Абсолютизируя трагический опыт большинства революций прошлого, которые объективно решали совсем не те задачи, которыми сознательно задавались их участники, Сартр приходит к выводу, что «подлинная революционная сознательность» вообще должна измеряться степенью отвлечения от любых объективно формулируемых целей и способностью устремляться куда-то за пределы истории. Этой способности он ждет и требует от пролетариата как действительно революционного класса. Рабочие, по его мнению, образуют такой класс лишь постольку, поскольку они «предпринимают усилия по завоеванию друг друга… усилие, одновременно направленное на то, чтобы вырваться из бытия».[50]

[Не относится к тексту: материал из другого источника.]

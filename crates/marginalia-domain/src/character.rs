//! Character module - extracted characters and their relationship graph

use serde::{Deserialize, Deserializer, Serialize};

/// A character identified in a book
///
/// `name` is the identity key within a single analysis run. Optional fields
/// are omitted from JSON when the model did not supply them.
#[derive(Debug, Clone, PartialEq, Eq, Serialize, Deserialize)]
pub struct Character {
    /// Character name
    pub name: String,

    /// Alternative names
    #[serde(default)]
    pub aliases: Vec<String>,

    /// Narrative role (e.g. "Main", "Supporting", "Minor")
    #[serde(default, skip_serializing_if = "Option::is_none")]
    pub role: Option<String>,

    /// Short description
    #[serde(default, skip_serializing_if = "Option::is_none")]
    pub description: Option<String>,

    /// Relationships to other characters, in the order the model listed them
    #[serde(default)]
    pub relationships: Vec<CharacterRelationship>,
}

/// A directed relationship reference from one character to another
///
/// `character` is a name reference and is not guaranteed to resolve to a
/// character in the same run.
#[derive(Debug, Clone, PartialEq, Eq, Serialize, Deserialize)]
pub struct CharacterRelationship {
    /// Name of the related character
    #[serde(default)]
    pub character: String,

    /// Relationship type (e.g. "Lover", "Friend")
    #[serde(rename = "type", default, skip_serializing_if = "Option::is_none")]
    pub kind: Option<String>,

    /// Connection strength, nominally 1-10
    #[serde(
        default,
        deserialize_with = "loose_integer",
        skip_serializing_if = "Option::is_none"
    )]
    pub strength: Option<i64>,
}

/// Node-link summary of the character network, ready for visualization
#[derive(Debug, Clone, Default, PartialEq, Eq, Serialize, Deserialize)]
pub struct Graph {
    /// One node per distinct character name
    pub nodes: Vec<GraphNode>,
    /// At most one link per unordered pair of nodes
    pub links: Vec<GraphLink>,
}

/// A character node
#[derive(Debug, Clone, PartialEq, Eq, Serialize, Deserialize)]
pub struct GraphNode {
    /// Character name
    pub id: String,
    /// Display size: 10 + 2 per listed relationship
    pub size: u32,
    /// Narrative role, "Unknown" if absent
    pub role: String,
    /// Description, empty if absent
    pub description: String,
}

/// An undirected relationship link
#[derive(Debug, Clone, PartialEq, Eq, Serialize, Deserialize)]
pub struct GraphLink {
    /// Name of the character that listed the relationship first
    pub source: String,
    /// Name of the related character
    pub target: String,
    /// Relationship strength
    pub value: i64,
    /// Relationship type
    #[serde(rename = "type")]
    pub kind: String,
}

/// Accepts integers, floats and numeric strings; anything else becomes `None`
fn loose_integer<'de, D>(deserializer: D) -> Result<Option<i64>, D::Error>
where
    D: Deserializer<'de>,
{
    #[derive(Deserialize)]
    #[serde(untagged)]
    enum Loose {
        Int(i64),
        Float(f64),
        Text(String),
        Other(serde::de::IgnoredAny),
    }

    Ok(match Loose::deserialize(deserializer)? {
        Loose::Int(value) => Some(value),
        Loose::Float(value) if value.is_finite() => Some(value.round() as i64),
        Loose::Text(text) => text.trim().parse().ok(),
        Loose::Float(_) | Loose::Other(_) => None,
    })
}
//! Core Extractor implementation

use crate::config::ExtractorConfig;
use crate::error::ExtractorError;
use crate::parser::{parse_characters, parse_themes, Parsed, ThemeReport};
use crate::prompt::PromptBuilder;
use futures::StreamExt;
use marginalia_domain::{BookMetadata, Character};
use marginalia_llm::{CompletionRequest, LlmError, LlmProvider};
use std::sync::Arc;
use tracing::{debug, info, warn};

/// Asks the model for characters and themes and parses its replies
///
/// Malformed replies become empty results; only a failure of the model call
/// itself is an error.
#[derive(Clone)]
pub struct Extractor {
    llm: Arc<dyn LlmProvider>,
    config: ExtractorConfig,
}

impl Extractor {
    /// Create a new Extractor
    pub fn new(llm: Arc<dyn LlmProvider>, config: ExtractorConfig) -> Self {
        Self { llm, config }
    }

    /// Configuration in use
    pub fn config(&self) -> &ExtractorConfig {
        &self.config
    }

    fn character_request(&self, sample: &str, metadata: &BookMetadata) -> CompletionRequest {
        let prompt = PromptBuilder::new(sample, metadata, self.config.excerpt_len).characters();
        debug!("Character prompt length: {} chars", prompt.len());
        CompletionRequest::new(
            prompt,
            self.config.character_temperature,
            self.config.character_max_tokens,
        )
    }

    fn theme_request(&self, sample: &str, metadata: &BookMetadata) -> CompletionRequest {
        let prompt = PromptBuilder::new(sample, metadata, self.config.excerpt_len).themes();
        debug!("Theme prompt length: {} chars", prompt.len());
        CompletionRequest::new(
            prompt,
            self.config.theme_temperature,
            self.config.theme_max_tokens,
        )
    }

    /// Identify characters with a single request
    pub async fn identify_characters(
        &self,
        sample: &str,
        metadata: &BookMetadata,
    ) -> Result<Vec<Character>, ExtractorError> {
        let request = self.character_request(sample, metadata);
        let reply = self.llm.complete(&request).await?;
        Ok(characters_from(&reply))
    }

    /// Identify characters over a streamed request
    ///
    /// Falls back to [`Extractor::identify_characters`] if streaming fails.
    pub async fn identify_characters_streaming(
        &self,
        sample: &str,
        metadata: &BookMetadata,
    ) -> Result<Vec<Character>, ExtractorError> {
        let request = self.character_request(sample, metadata);
        match self.collect_stream(&request).await {
            Ok(reply) => Ok(characters_from(&reply)),
            Err(e) => {
                warn!("Streaming character request failed, retrying without streaming: {}", e);
                self.identify_characters(sample, metadata).await
            }
        }
    }

    /// Extract themes, sentiment and key quotes with a single request
    pub async fn extract_themes(
        &self,
        sample: &str,
        metadata: &BookMetadata,
    ) -> Result<ThemeReport, ExtractorError> {
        let request = self.theme_request(sample, metadata);
        let reply = self.llm.complete(&request).await?;
        Ok(themes_from(&reply))
    }

    /// Extract themes, sentiment and key quotes over a streamed request
    ///
    /// Falls back to [`Extractor::extract_themes`] if streaming fails.
    pub async fn extract_themes_streaming(
        &self,
        sample: &str,
        metadata: &BookMetadata,
    ) -> Result<ThemeReport, ExtractorError> {
        let request = self.theme_request(sample, metadata);
        match self.collect_stream(&request).await {
            Ok(reply) => Ok(themes_from(&reply)),
            Err(e) => {
                warn!("Streaming theme request failed, retrying without streaming: {}", e);
                self.extract_themes(sample, metadata).await
            }
        }
    }

    /// Characters, streamed or not according to configuration
    pub async fn characters(
        &self,
        sample: &str,
        metadata: &BookMetadata,
    ) -> Result<Vec<Character>, ExtractorError> {
        if self.config.streaming {
            self.identify_characters_streaming(sample, metadata).await
        } else {
            self.identify_characters(sample, metadata).await
        }
    }

    /// Themes, streamed or not according to configuration
    pub async fn themes(
        &self,
        sample: &str,
        metadata: &BookMetadata,
    ) -> Result<ThemeReport, ExtractorError> {
        if self.config.streaming {
            self.extract_themes_streaming(sample, metadata).await
        } else {
            self.extract_themes(sample, metadata).await
        }
    }

    /// Concatenate every streamed fragment in delivery order
    async fn collect_stream(&self, request: &CompletionRequest) -> Result<String, LlmError> {
        let mut stream = self.llm.complete_stream(request).await?;
        let mut reply = String::new();
        let mut fragments = 0usize;

        while let Some(fragment) = stream.next().await {
            reply.push_str(&fragment?);
            fragments += 1;
        }

        debug!("Received {} fragments ({} chars)", fragments, reply.len());
        Ok(reply)
    }
}

fn characters_from(reply: &str) -> Vec<Character> {
    match parse_characters(reply) {
        Parsed::Value(characters) => {
            info!("Identified {} characters", characters.len());
            characters
        }
        Parsed::Empty => {
            warn!("Character reply was unusable; using empty result");
            Vec::new()
        }
    }
}

fn themes_from(reply: &str) -> ThemeReport {
    match parse_themes(reply) {
        Parsed::Value(report) => {
            info!(
                "Extracted {} themes and {} quotes",
                report.themes.len(),
                report.key_quotes.len()
            );
            report
        }
        Parsed::Empty => {
            warn!("Theme reply was unusable; using empty result");
            ThemeReport::default()
        }
    }
}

Сартра устраивает лишь пролетариат, «штурмующий небо». Рабочий класс, который и терпеливо борется за свои интересы и права, за достижение исторических целей, представляется ему классом, отрекшимся от задач собственной «творческой тотализации», а тем самым и от своей революционной миссии. Не обнаруживая у пролетариата развитых капиталистических стран «подлинной революционности», Сартр соглашается с теми, кто полагает, что центр революционного движения переместился сегодня в страны Азии и Африки (особенно отчетливо это выражено в предисловии Сартра к книге Фанона «Проклятьем заклейменные»).
Сартровская экзистенциальная утопия революции противоречит не только революционной научной теории, но и революционной этике. Изображать моменты высшего напряжения классовой борьбы и «прямого действия» в качестве своего рода «праздников истории» — значит вступать в конфликт с основным принципом всякой хоть сколько-нибудь ответственной революционной идеологии. Принцип этот состоит в понимании действия, связанного с риском, кровопролитием и насилием, как неизбежного зла, прибегать к которому можно лишь в крайних, другими способами не разрешимых политических ситуациях. Эстетизация «прямого действия» в «Критике диалектического разума» — наглядное выражение давней имморалистской тенденции сартровского учения.
Важно отметить, наконец, что, «вынося за скобки» задачи, цели, объективные общественно-исторические /343/ определения революционного действия, Сартр тем самым редуцирует и его смысл. Все переворачивается вверх ногами: социальная несправедливость, нужда, насилие превращаются в блага, ибо только они и позволяют человеку экзистенциально реализовать себя в возникающей по их поводу борьбе; лозунги и программы борьбы с угнетением приобретают театральный и даже карнавальный смысл: становятся чем-то вроде заплат, этого давнего клейма бедности, на джинсах состоятельного хиппи.